Double. The Double (Double Precision abbreviated) data type is the default format for storing numeric values in Statistica. Technically, the values are stored as 64-bit floating point real numbers, with 15-digit precision (1 bit for the sign, 11 for the exponent, and 52 for the mantissa). The range of values supported by this data type is approximately ±1.7*10308. Each numeric value can have a unique text label attached (see Text Labels Editor) of practically unlimited length when the Display format is General. This is the only data type that allows numbers containing decimals. When your data type is Double, each cell takes up 8 bytes of storage (plus the optional text label). Note that for the Double data type, the missing data code is -999999998.

Integer. If Integer is the data type, you can enter integers between and including -2,147,483,648 through 2,147,483,647. You cannot enter numeric values containing decimals into a variable of this type. Each numeric value can have a unique text label attached (see Text Labels Editor) of practically unlimited length when the Display format is General. When your data type is Integer, each cell takes up 4 bytes of storage; hence this data type offers a more economical way of storing numbers than when Double is the data type and is recommended for storing integer data especially in large data files. Note that for the Integer data type, the missing data code is the same as Double: -999999998.

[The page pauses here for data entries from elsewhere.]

use std::env;
use std::str::FromStr;

use crate::errors::BotError;

pub const DEFAULT_IAM_URL: &str = "https://iam.cloud.ibm.com/identity/token";
pub const DEFAULT_GENERAL_MODEL: &str = "ibm/granite-3-8b-instruct";
pub const DEFAULT_CODE_MODEL: &str = "ibm/granite-8b-code-instruct";

#[derive(Debug, Clone)]
pub struct AppConfig {
    pub slack_signing_secret: String,
    pub slack_bot_token: String,
    pub watsonx_url: String,
    pub watsonx_api_key: String,
    pub project_id: String,
    pub watsonx_iam_url: String,
    pub general_model_id: String,
    pub code_model_id: String,
    pub max_new_tokens: u32,
    pub host: String,
    pub port: u16,
    /// How long a processed event id is remembered for de-duplication.
    pub dedup_ttl_secs: u64,
    pub dedup_max_entries: u64,
    /// Ceiling applied to model output before it is sent as a DM.
    pub dm_max_chars: usize,
}

impl AppConfig {
    /// Load configuration from process environment variables.
    ///
    /// # Errors
    ///
    /// Returns `BotError::ConfigError` when a required variable is missing or a
    /// numeric variable cannot be parsed.
    pub fn from_env() -> Result<Self, BotError> {
        Self::from_lookup(|key| env::var(key).ok())
    }

    /// Load configuration through an arbitrary key lookup.
    ///
    /// # Errors
    ///
    /// Same as [`AppConfig::from_env`].
    pub fn from_lookup<F>(lookup: F) -> Result<Self, BotError>
    where
        F: Fn(&str) -> Option<String>,
    {
        let required = |key: &str| -> Result<String, BotError> {
            lookup(key)
                .filter(|v| !v.trim().is_empty())
                .ok_or_else(|| BotError::ConfigError(format!("{key} is not set")))
        };
        let or_default = |key: &str, default: &str| -> String {
            lookup(key)
                .filter(|v| !v.trim().is_empty())
                .unwrap_or_else(|| default.to_string())
        };

        Ok(Self {
            slack_signing_secret: required("SLACK_SIGNING_SECRET")?,
            slack_bot_token: required("SLACK_BOT_TOKEN")?,
            watsonx_url: required("WATSONX_URL")?.trim_end_matches('/').to_string(),
            watsonx_api_key: required("WATSONX_APIKEY")?,
            project_id: required("PROJECT_ID")?,
            watsonx_iam_url: or_default("WATSONX_IAM_URL", DEFAULT_IAM_URL),
            general_model_id: or_default("WATSONX_GENERAL_MODEL", DEFAULT_GENERAL_MODEL),
            code_model_id: or_default("WATSONX_CODE_MODEL", DEFAULT_CODE_MODEL),
            max_new_tokens: parse_number(&lookup, "WATSONX_MAX_NEW_TOKENS", 400)?,
            host: or_default("HOST", "0.0.0.0"),
            port: parse_number(&lookup, "PORT", 5000)?,
            dedup_ttl_secs: parse_number(&lookup, "DEDUP_TTL_SECS", 3600)?,
            dedup_max_entries: parse_number(&lookup, "DEDUP_MAX_ENTRIES", 10_000)?,
            dm_max_chars: parse_number(&lookup, "DM_MAX_CHARS", 3000)?,
        })
    }

    #[must_use]
    pub fn bind_addr(&self) -> String {
        format!("{}:{}", self.host, self.port)
    }
}

fn parse_number<F, T>(lookup: &F, key: &str, default: T) -> Result<T, BotError>
where
    F: Fn(&str) -> Option<String>,
    T: FromStr,
    T::Err: std::fmt::Display,
{
    match lookup(key).filter(|v| !v.trim().is_empty()) {
        Some(raw) => raw
            .trim()
            .parse::<T>()
            .map_err(|e| BotError::ConfigError(format!("{key}: {e}"))),
        None => Ok(default),
    }
}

Byte. If Byte is the data type, you can enter integers between and including 0 through 255. You cannot enter numeric values containing decimals into a variable of this type. Each byte value can have a unique text label attached (see Text Labels Editor) of practically unlimited length when the Display format is General. The advantage of specifying Byte as your data type is that it offers the most economical storage for values that are small integers, as each cell takes up only 1 byte of storage. Note that for the Byte data type, the missing data code is 255.

Text. The Text data type is optimized for storing sequences of any characters of practically unlimited length. Note that in Statistica, you can perform numerical analyses on text values, and in those circumstances, Statistica will assign unique numeric equivalents to all text values being processed (unlike the relation between the numeric data types listed above and their permanent text labels, the relations between text values and numbers are created ad hoc and are not stored by Statistica; hence, most likely different numbers will be created the next time if a text variable is included in numerical analyses). The length of a field reserved for text variable type is not constant and can be adjusted. Note that for the Text data type, the missing data code is always an empty string.

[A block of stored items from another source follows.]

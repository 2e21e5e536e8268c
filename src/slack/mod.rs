//! All Slack-specific functionality

pub mod client;
pub mod command_parser;
pub mod response_builder;

use async_trait::async_trait;

use crate::core::models::FileMetadata;
use crate::errors::BotError;

// Re-export main types for convenience
pub use client::SlackClient;

/// The chat-platform operations the background workers depend on.
#[async_trait]
pub trait ChatPlatform: Send + Sync {
    /// The bot's own user id, used to ignore its own messages.
    async fn bot_user_id(&self) -> Result<String, BotError>;

    async fn send_dm(&self, user_id: &str, text: &str) -> Result<(), BotError>;

    async fn file_info(&self, file_id: &str) -> Result<FileMetadata, BotError>;

    /// Authenticated GET of a private file URL.
    async fn download_file(&self, url: &str) -> Result<Vec<u8>, BotError>;
}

Transforming variables of type text. Statistica also supports various logical and other (e.g., concatenation) operations on variables of type text. For available transformations of these variables (variables of type text), see Transformation of Text Variables (Variables of Type Text). Note that Statistica Spreadsheets also support text labels for numeric values (these are labels "attached" to numeric values, which are used for display purposes only); when transforming the values with attached text labels, the respective transformations are performed on the numeric representations, and not on the text labels.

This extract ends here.